Journalists Austin Merrill and Peter DiCampo established the Instagram project Everyday Africa to go beyond the dominant narrative of war, poverty, and disease and instead spotlight ordinary life on the continent. In a newly published video and print interview with Voice of America, Merrill and DiCampo tell the story of founding the project and how it has expanded over time.

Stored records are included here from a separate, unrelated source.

use chrono::{Datelike, NaiveDate};
use log::info;
use serde_json::{Value, json};

use crate::{
    error::PortalError,
    report_job::{self, JobContext, ReportRequest},
    report_scraper::{
        Birthday, JournalRow, SubjectReport, parse_birthdays, parse_journal, parse_subject_report,
    },
    requests::RequestOptions,
    session::{SessionClient, UserContext},
    text_manipulators::{encode_uri, iso_timestamp},
};

const SUBJECT_QUEUE: &str = "webapi/reports/studentgrades/queue";
const JOURNAL_QUEUE: &str = "webapi/reports/studenttotal/queue";
const TOTAL_MARKS_TITLE: &str = "Итоговые отметки";

/// The fixed params every queued report carries.
fn report_params(context: &UserContext) -> Value {
    json!([
        {"name": "SCHOOLYEARID", "value": context.year_id},
        {"name": "SERVERTIMEZONE", "value": context.server_time_zone},
        {"name": "DATEFORMAT", "value": context.date_format},
        {"name": "FULLSCHOOLNAME", "value": context.school_name},
    ])
}

fn filter(id: &str, value: Value) -> Value {
    json!({"filterId": id, "filterValue": value})
}

fn period_filter(start: NaiveDate, end: NaiveDate) -> Value {
    filter(
        "period",
        Value::from(format!("{} - {}", iso_timestamp(start), iso_timestamp(end))),
    )
}

pub fn subject_report_request(
    context: &UserContext,
    subject_id: &str,
    start: NaiveDate,
    end: NaiveDate,
) -> ReportRequest {
    ReportRequest {
        queue_path: SUBJECT_QUEUE,
        selected_data: json!([
            filter("SID", Value::from(context.user_id)),
            filter("PCLID_IUP", Value::from(format!("{}_0", context.class_id))),
            filter("SGID", Value::from(subject_id)),
            period_filter(start, end),
        ]),
    }
}

pub fn journal_request(context: &UserContext, start: NaiveDate, end: NaiveDate) -> ReportRequest {
    ReportRequest {
        queue_path: JOURNAL_QUEUE,
        selected_data: json!([
            filter("SID", Value::from(context.user_id)),
            filter("PCLID", Value::from(context.class_id)),
            period_filter(start, end),
        ]),
    }
}

impl SessionClient {
    fn job_context(&self) -> Result<JobContext<'_>, PortalError> {
        let (auth_token, version) = self.auth()?;
        let context = self.require_context()?;
        Ok(JobContext {
            gateway: self.gateway(),
            auth_token,
            version,
            params: report_params(context),
            deadline: self.report_timeout(),
        })
    }

    /// Marks for one subject over `[start, end]`.
    pub async fn subject_report(
        &self,
        subject_id: &str,
        start: NaiveDate,
        end: NaiveDate,
    ) -> Result<SubjectReport, PortalError> {
        let subject = self.validate_subject(subject_id)?;
        self.validate_period(start, end)?;
        let context = self.require_context()?;

        info!("requesting {} report for {start} - {end}", subject.name);
        let request = subject_report_request(context, subject_id, start, end);
        let html = report_job::run(&self.job_context()?, &request).await?;
        parse_subject_report(&html)
    }

    /// Every subject's day-by-day marks over `[start, end]`.
    pub async fn journal(
        &self,
        start: NaiveDate,
        end: NaiveDate,
    ) -> Result<Vec<JournalRow>, PortalError> {
        self.validate_period(start, end)?;
        let context = self.require_context()?;

        info!("requesting journal for {start} - {end}");
        let request = journal_request(context, start, end);
        let html = report_job::run(&self.job_context()?, &request).await?;
        parse_journal(&html, start)
    }

    /// Birthdays in the class for the month of `date`.
    pub async fn birthdays(
        &self,
        date: NaiveDate,
        with_parents: bool,
    ) -> Result<Vec<Birthday>, PortalError> {
        let (token, version) = self.auth()?;
        let context = self.require_context()?;
        let (month, year) = (date.month(), date.year());

        let mut form = vec![
            ("LoginType", "0".to_string()),
            ("AT", token.to_string()),
            ("VER", version.to_string()),
            ("MonthYear", format!("{month},{year}")),
            ("ViewType", "1".to_string()),
            ("PCLID_IUP", format!("{}_0", context.class_id)),
        ];
        if with_parents {
            form.push(("Parents", "1".to_string()));
        }
        let html = self
            .gateway()
            .request(
                "/asp/Calendar/MonthBirth.asp",
                RequestOptions::post().form(form),
            )
            .await?
            .text();
        parse_birthdays(&html, year)
    }

    /// The final marks page, as HTML.
    pub async fn total_marks(&self) -> Result<String, PortalError> {
        let (token, version) = self.auth()?;
        let context = self.require_context()?;

        // Opens the report in the portal's page session; only the cookies matter.
        self.gateway()
            .request(
                "/asp/Reports/ReportStudentTotalMarks.asp",
                RequestOptions::post().raw_body(format!(
                    "at={token}&ver={version}&RPTID=StudentTotalMarks&RPNAME={}",
                    encode_uri(TOTAL_MARKS_TITLE)
                )),
            )
            .await?;

        let response = self
            .gateway()
            .request(
                "/asp/Reports/StudentTotalMarks.asp",
                RequestOptions::post()
                    .raw_body(format!(
                        "LoginType=0&AT={token}&VER={version}&SID={}&PCLID={}",
                        context.user_id, context.class_id
                    ))
                    .header("at", token),
            )
            .await?;
        Ok(response.text())
    }
}

#[cfg(test)]
mod tests {
    use super::*;
    use crate::session::tests::logged_in_client;

    fn day(y: i32, m: u32, d: u32) -> NaiveDate {
        NaiveDate::from_ymd_opt(y, m, d).unwrap()
    }

    #[test]
    fn subject_request_filters() {
        let client = logged_in_client();
        let context = client.context().unwrap();
        let request = subject_report_request(context, "101", day(2023, 9, 1), day(2023, 10, 1));
        assert_eq!(request.queue_path, "webapi/reports/studentgrades/queue");
        assert_eq!(
            request.selected_data,
            json!([
                {"filterId": "SID", "filterValue": 7},
                {"filterId": "PCLID_IUP", "filterValue": "42_0"},
                {"filterId": "SGID", "filterValue": "101"},
                {"filterId": "period", "filterValue": "2023-09-01T00:00:00.000Z - 2023-10-01T00:00:00.000Z"},
            ])
        );
    }

    #[test]
    fn params_carry_school_context() {
        let client = logged_in_client();
        let params = report_params(client.context().unwrap());
        assert_eq!(params[0], json!({"name": "SCHOOLYEARID", "value": 2041}));
        assert_eq!(params[1], json!({"name": "SERVERTIMEZONE", "value": 3}));
        assert_eq!(params[3]["value"], "МБОУ СОШ №5");
    }

    #[tokio::test]
    async fn invalid_input_fails_before_any_request() {
        // The client points at a host that does not exist; reaching the
        // network would surface as a request error instead.
        let client = logged_in_client();
        let error = client
            .subject_report("999", day(2023, 9, 1), day(2023, 10, 1))
            .await
            .unwrap_err();
        assert_eq!(error.code(), 10);

        let error = client
            .subject_report("101", day(2023, 8, 1), day(2023, 10, 1))
            .await
            .unwrap_err();
        assert_eq!(error.code(), 11);

        let error = client.journal(day(2023, 9, 1), day(2024, 7, 1)).await.unwrap_err();
        assert!(matches!(error, PortalError::Validation(_)));
    }
}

The project grew out of a Pulitzer Center grant for a story on the aftermath of the Ivorian civil war in 2012. While the stories of violence, refugees, and trauma that Merrill and DiCampo reported were pressing and true, they painted an incomplete picture of life in Ivory Coast, and one that fit in all too neatly with stereotypes about Africa as a whole. Realizing that the pictures they snapped on their cell phones told a very different and equally important story, the journalists began uploading them to Instagram. Today, the Everyday Africa Instagram account has over 370,000 followers and a diverse community of contributing photographers, most of them Africans depicting their own everyday realities.
In the interview, the journalists also discuss the extensive education arm of Everyday Africa, developed in partnership with the Pulitzer Center. "We use the story of how we created Everyday Africa to engage the students in a discussion of how media representation affects them, their lives and their communities," DiCampo says, "and we use our photography to teach basic photography lessons, so that by the end of the workshop, they have an everyday project for their own school or community."
The report, by Zoe Leoudaki, was published on the VOA News website and broadcast on Africa 54, VOA's daily TV news show for Africans.
Right now, middle school students in Washington, DC are preparing for the opening of Everyday DC, the second annual exhibition of student photography that results from a full visual arts unit in which students are introduced to Everyday Africa and use the project as a jumping-off point for creative explorations of their own communities. The exhibition will be on display at the Pepco Edison Place Gallery January 9-January 31.